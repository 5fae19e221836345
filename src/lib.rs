//! exrange - text ranges over editable surfaces, with an ex line editor
//!
//! A [`TextRange`] is a `[start, end)` view over a [`Document`], whichever
//! kind of surface backs it. Edits go through one pipeline that keeps live
//! ranges, undo history and observers in step; [`Session::ex`] runs ex
//! command lines against a range.

pub mod bounds;
pub mod cli;
pub mod config;
pub mod config_paths;
pub mod diff;
pub mod document;
pub mod error;
pub mod ex;
pub mod history;
pub mod hooks;
pub mod host;
pub mod live;
pub mod range;
pub mod search;
pub mod session;
pub mod surface;
pub mod tracing;
pub mod util;

// Re-export commonly used types
pub use bounds::{Bounds, BoundsArg, BoundsRegistry, Separator};
pub use config::Config;
pub use diff::{diff, TextChange};
pub use document::{ChangePhase, Document, DocumentRef};
pub use error::{Cancelled, ExError, RangeError, SearchError};
pub use history::EditKind;
pub use host::{Host, Persistence, Prompt};
pub use range::TextRange;
pub use session::{ExStatus, Session, Substitution};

**Problem statement**
Every line between the one that contains "pub use history::EditKind;" and the last line of the listing, both included, should be retyped exactly, with nothing else added.

**Response to the task**
pub use history::EditKind;
pub use host::{Host, Persistence, Prompt};
pub use range::TextRange;
pub use session::{ExStatus, Session, Substitution};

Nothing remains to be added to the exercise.